The remnants of kefir hung from the refrigerator ceiling like icicles.

—Wow,— Dad said. — I thought kefir was just sour. AND it EXPLODES!

"It's all bubbles," explained Petya, who remembered something like that from school. — They multiply and put pressure on the walls. And if there are many of them...

—BANG!— my mother finished. — Thanks, Petya, now we have a renovation in the kitchen.

Everyone had to clean up.
Dad was washing the refrigerator ceiling.
Mom was scrubbing the walls.
Petya was picking up the remains of the box (and dropped them three times).

And the scientist's cat was sitting in the corner, licking his lips contentedly.
.. Kefir was a noble one. It's a pity I didn't get it.

"You're kidding!"  Mom sighed. — Now we will take out this smell for a week!

And it's true: the smell of kefir was all over the apartment.
Even the neighbors from above asked:
— Have you opened a kefir factory?

And the neighbors from below:
— Can I have a cup?

In the evening, when the cleaning was over, everyone was sitting in the kitchen and drinking tea.
Of course, no one had kefir — everyone was afraid of it.

—Petya,— said Mom, "did you understand the lesson?"

—Understood,— Petya nodded. — Kefir should not be forgotten for more than a week.

— And for how long is it possible?  Dad asked.

—For three days at most,— Mom said. "It's better to drink it right away."

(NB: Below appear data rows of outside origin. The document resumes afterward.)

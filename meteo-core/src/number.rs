/// Round to the nearest whole unit (ties to even) and render without a fractional part.
///
/// Values that round to zero print as `"0"`, never `"-0"`.
pub fn rounded_units(value: f64) -> String {
    let rounded = value.round_ties_even();
    if rounded == 0.0 {
        return "0".to_string();
    }
    format!("{rounded:.0}")
}
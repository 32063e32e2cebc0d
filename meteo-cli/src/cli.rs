use anyhow::Context;
use clap::Parser;
use meteo_core::{
    Config, ForecastRequest, WeatherReportFormatter, WeatherSnapshot,
    provider::{forecast_source_from_config, location_resolver_from_config},
};
use tracing::{debug, info};

/// Current conditions and a short forecast from Open-Meteo.
#[derive(Debug, Parser)]
#[command(name = "current-weather", version, about = "Current weather and short forecast")]
pub struct Cli {
    /// Your latitude, e.g. 39.6142
    #[arg(long, allow_hyphen_values = true)]
    pub latitude: f64,

    /// Your longitude, e.g. -84.5560
    #[arg(long, allow_hyphen_values = true)]
    pub longitude: f64,

    /// Your time zone, in tz identifier format, e.g. "America/New_York"
    #[arg(long)]
    pub timezone: String,

    /// Number of forecast days to show (defaults to the config value).
    #[arg(long)]
    pub days: Option<usize>,

    /// Print the raw forecast payload and enable debug logging.
    #[arg(long)]
    pub debug: bool,
}

impl Cli {
    pub async fn run(self) -> anyhow::Result<()> {
        let mut config = Config::load()?;
        if self.debug {
            config.debug = true;
        }
        if let Some(days) = self.days {
            config.forecast_days = days;
        }
        debug!(?config, "effective configuration");

        let request = ForecastRequest::new(self.latitude, self.longitude, self.timezone);

        let resolver = location_resolver_from_config(&config)?;
        let source = forecast_source_from_config(&config)?;

        let (location, body) = tokio::join!(
            resolver.resolve(request.latitude, request.longitude),
            source.fetch_forecast(&request),
        );
        let body = body?;
        info!(%location, "forecast retrieved");

        if config.debug {
            let value: serde_json::Value =
                serde_json::from_str(&body).context("Forecast payload is not valid JSON")?;
            println!("{}", serde_json::to_string_pretty(&value)?);
        }

        let snapshot = WeatherSnapshot::from_json(&body)?;
        let report = WeatherReportFormatter::new(&snapshot)
            .report(&location, config.forecast_days)
            .context("Failed to format weather report")?;

        println!("{report}");

        Ok(())
    }
}
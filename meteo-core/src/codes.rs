//! WMO weather code descriptions.
//!
//! Table after <https://gist.github.com/stellasphere/9490c195ed2b53c707087c8c2db4ec0c>.

/// Description attached to a single weather code.
#[derive(Debug, Clone, Copy, PartialEq, Eq)]
pub enum CodeDescription {
    /// Same text by day and by night.
    Uniform(&'static str),
    /// Separate texts for daytime and nighttime.
    DayNight {
        day: &'static str,
        night: &'static str,
    },
}

impl CodeDescription {
    pub fn resolve(self, is_day: bool) -> &'static str {
        match self {
            CodeDescription::Uniform(text) => text,
            CodeDescription::DayNight { day, .. } if is_day => day,
            CodeDescription::DayNight { night, .. } => night,
        }
    }
}

/// Returned for codes that have no entry in the table.
pub const UNKNOWN: &str = "Unknown";

use CodeDescription::{DayNight, Uniform};

// Sorted by code.
static WMO_CODES: &[(i64, CodeDescription)] = &[
    (0, DayNight { day: "Sunny", night: "Clear" }),
    (1, DayNight { day: "Mainly Sunny", night: "Mainly Clear" }),
    (2, Uniform("Partly Cloudy")),
    (3, Uniform("Cloudy")),
    (45, Uniform("Foggy")),
    (48, Uniform("Rime Fog")),
    (51, Uniform("Light Drizzle")),
    (53, Uniform("Drizzle")),
    (55, Uniform("Heavy Drizzle")),
    (56, Uniform("Light Freezing Drizzle")),
    (57, Uniform("Freezing Drizzle")),
    (61, Uniform("Light Rain")),
    (63, Uniform("Rain")),
    (65, Uniform("Heavy Rain")),
    (66, Uniform("Light Freezing Rain")),
    (67, Uniform("Freezing Rain")),
    (71, Uniform("Light Snow")),
    (73, Uniform("Snow")),
    (75, Uniform("Heavy Snow")),
    (77, Uniform("Snow Grains")),
    (80, Uniform("Light Showers")),
    (81, Uniform("Showers")),
    (82, Uniform("Heavy Showers")),
    (85, Uniform("Light Snow Showers")),
    (86, Uniform("Snow Showers")),
    (95, Uniform("Thunderstorm")),
    (96, Uniform("Light Thunderstorms with Hail")),
    (99, Uniform("Thunderstorm with Hail")),
];

/// Look up the table entry for `code`, if any.
pub fn lookup(code: i64) -> Option<CodeDescription> {
    WMO_CODES
        .binary_search_by_key(&code, |(c, _)| *c)
        .ok()
        .map(|idx| WMO_CODES[idx].1)
}

/// Human description of `code`, picking the day or night text where the code has both.
pub fn describe(code: i64, is_day: bool) -> &'static str {
    lookup(code).map_or(UNKNOWN, |desc| desc.resolve(is_day))
}

#[cfg(test)]
mod tests {
    use super::*;

    #[test]
    fn table_is_sorted_for_binary_search() {
        assert!(WMO_CODES.windows(2).all(|w| w[0].0 < w[1].0));
    }

    #[test]
    fn paired_codes_follow_day_flag() {
        assert_eq!(describe(0, true), "Sunny");
        assert_eq!(describe(0, false), "Clear");
        assert_eq!(describe(1, true), "Mainly Sunny");
        assert_eq!(describe(1, false), "Mainly Clear");
    }

    #[test]
    fn uniform_codes_ignore_day_flag() {
        assert_eq!(describe(3, true), "Cloudy");
        assert_eq!(describe(3, false), "Cloudy");
        assert_eq!(describe(61, false), "Light Rain");
        assert_eq!(describe(99, true), "Thunderstorm with Hail");
    }

    #[test]
    fn unknown_codes_degrade_to_sentinel() {
        assert_eq!(describe(999, true), "Unknown");
        assert_eq!(describe(4, false), "Unknown");
        assert_eq!(describe(-1, true), "Unknown");
        assert!(lookup(999).is_none());
    }
}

"I understand,— Petya promised. — No more kefir fuze.

— And anyway, — Dad added, — maybe we'll buy yogurt? At least it doesn't explode.

"Yogurt can, too," Petya said authoritatively. — He has his own bacteria there. Only they're lazy.

Everyone laughed.

And the scientist's cat meowed softly,
"The kefir was delicious." It's a pity that it all flew apart. At least lick it...

But no one gave it to him. Because kefir was on the ceiling.

Since then, Petya checks every time he opens the refrigerator.:
— Is there any kefir? How old is he? Isn't it time to drink?

And if kefir costs more than three days, put it right away... pours it into the sink.
Because an explosion is fun, but it's not very easy to clean up afterwards.

And the spiders, having learned this story, hung a sign in their refrigerator.:

"Kefir is not a toy. Drink on time!"

Well, yes…
Послесловие:
Now Petya will be more careful! 
Обсуждение
19:03(1)
Some like porridge hot,
some like porridge cold,
some like it in a pot.
seven days old.


А почему на английском? У нас русскоязычный сайт. Просьба давать перевод к текстам на иностранных языках.
Ваш админ.
19:13(1)
Здравствуйте, уважаемый администратор!

Меня зовут Роман Дмитриевич Суходолин.

Я опубликовал стихотворение на английском языке, потому что хочу, чтобы мои произведения могли читать не только русскоязычные, но и иностранные читатели.

Если это нарушает правила сайта, я готов добавить перевод на русский язык или перенести стихотворение в соответствующий раздел.

Спасибо за внимание к моему творчеству!

С уважением, Роман Дмитриевич Суходолин. 
19:54
Спасибо за ответ, Роман Дмитриевич. 
Да, нужно добавить перевод на русский язык.